((

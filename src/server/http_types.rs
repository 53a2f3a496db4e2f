use crate::application::{GenerationReceipt, UsageSummary};
use crate::domain::{GeneratedCopy, RawCopyBrief, TargetingSuggestion};
use serde::{Deserialize, Serialize};
use utoipa::{IntoParams, ToSchema};
use uuid::Uuid;

#[derive(Serialize, ToSchema)]
pub(super) struct HealthResponse {
    pub(super) status: String,
    #[serde(skip_serializing_if = "Option::is_none")]
    pub(super) error: Option<String>,
}

/// Body of `POST /generate`. Identity comes from the bearer token, never
/// from the body; any extra fields (including a client-supplied user id)
/// are ignored.
#[derive(Deserialize, ToSchema)]
pub(super) struct GenerateAdRequest {
    #[schema(example = "Acme Widget")]
    pub(super) product: Option<String>,
    #[schema(example = "homeowners")]
    pub(super) audience: Option<String>,
    #[schema(example = "30% cheaper than competitors")]
    pub(super) usp: Option<String>,
    #[schema(example = "friendly")]
    pub(super) tone: Option<String>,
    #[schema(example = "facebook")]
    pub(super) platform: Option<String>,
    pub(super) location: Option<String>,
    pub(super) demographic: Option<String>,
    pub(super) keywords: Option<String>,
}

impl From<GenerateAdRequest> for RawCopyBrief {
    fn from(req: GenerateAdRequest) -> Self {
        Self {
            product: req.product,
            audience: req.audience,
            usp: req.usp,
            tone: req.tone,
            platform: req.platform,
            location: req.location,
            demographic: req.demographic,
            keywords: req.keywords,
        }
    }
}

#[derive(Serialize, ToSchema)]
#[serde(rename_all = "camelCase")]
pub(super) struct TargetingResponse {
    #[serde(skip_serializing_if = "Option::is_none")]
    pub(super) radius_miles: Option<i32>,
    #[serde(skip_serializing_if = "Option::is_none")]
    pub(super) demographic: Option<String>,
    #[serde(skip_serializing_if = "Vec::is_empty")]
    pub(super) keywords: Vec<String>,
}

impl From<TargetingSuggestion> for TargetingResponse {
    fn from(t: TargetingSuggestion) -> Self {
        Self {
            radius_miles: t.radius_miles,
            demographic: t.demographic,
            keywords: t.keywords,
        }
    }
}

#[derive(Serialize, ToSchema)]
#[serde(rename_all = "camelCase")]
pub(super) struct AdCopyResponse {
    pub(super) headline: String,
    pub(super) body: String,
    pub(super) call_to_action: String,
    #[serde(skip_serializing_if = "Option::is_none")]
    pub(super) targeting: Option<TargetingResponse>,
    #[serde(skip_serializing_if = "Option::is_none")]
    pub(super) recommended_budget: Option<String>,
    /// Absent on uncapped plans.
    #[serde(skip_serializing_if = "Option::is_none")]
    pub(super) ads_remaining: Option<i32>,
}

impl AdCopyResponse {
    pub(super) fn from_copy(copy: GeneratedCopy) -> Self {
        Self {
            headline: copy.headline,
            body: copy.body,
            call_to_action: copy.call_to_action,
            targeting: copy.targeting.map(Into::into),
            recommended_budget: copy.recommended_budget,
            ads_remaining: None,
        }
    }
}

impl From<GenerationReceipt> for AdCopyResponse {
    fn from(receipt: GenerationReceipt) -> Self {
        let ads_remaining = receipt.ads_remaining;
        let mut response = Self::from_copy(receipt.copy);
        response.ads_remaining = ads_remaining;
        response
    }
}

#[derive(Serialize, ToSchema)]
#[serde(rename_all = "camelCase")]
pub(super) struct UsageResponse {
    pub(super) plan: String,
    pub(super) ads_generated: i32,
    pub(super) limit: Option<i32>,
    pub(super) ads_remaining: Option<i32>,
    pub(super) last_reset: chrono::DateTime<chrono::Utc>,
}

impl From<UsageSummary> for UsageResponse {
    fn from(summary: UsageSummary) -> Self {
        Self {
            plan: summary.plan.to_string(),
            ads_generated: summary.ads_generated,
            limit: summary.limit,
            ads_remaining: summary.ads_remaining,
            last_reset: summary.last_reset,
        }
    }
}

#[derive(Serialize, ToSchema)]
#[serde(rename_all = "camelCase")]
pub(super) struct CopySummaryResponse {
    pub(super) id: Uuid,
    pub(super) platform: String,
    pub(super) headline: String,
    pub(super) body: String,
    pub(super) call_to_action: String,
    #[serde(skip_serializing_if = "Option::is_none")]
    pub(super) recommended_budget: Option<String>,
    pub(super) created_at: chrono::DateTime<chrono::Utc>,
}

impl From<GeneratedCopy> for CopySummaryResponse {
    fn from(copy: GeneratedCopy) -> Self {
        Self {
            id: copy.id,
            platform: copy.platform.to_string(),
            headline: copy.headline,
            body: copy.body,
            call_to_action: copy.call_to_action,
            recommended_budget: copy.recommended_budget,
            created_at: copy.created_at,
        }
    }
}

#[derive(Deserialize, Debug, IntoParams, ToSchema)]
pub(super) struct PaginationParams {
    #[serde(default = "default_limit")]
    #[param(default = 20, maximum = 100)]
    pub(super) limit: i64,
    #[serde(default)]
    #[param(default = 0)]
    pub(super) offset: i64,
}

pub(super) fn default_limit() -> i64 {
    20
}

))

*Goal of the exercise*
Copy each line of the data that includes the word "product".

*Written response*
    pub(super) product: Option<String>,
            product: req.product,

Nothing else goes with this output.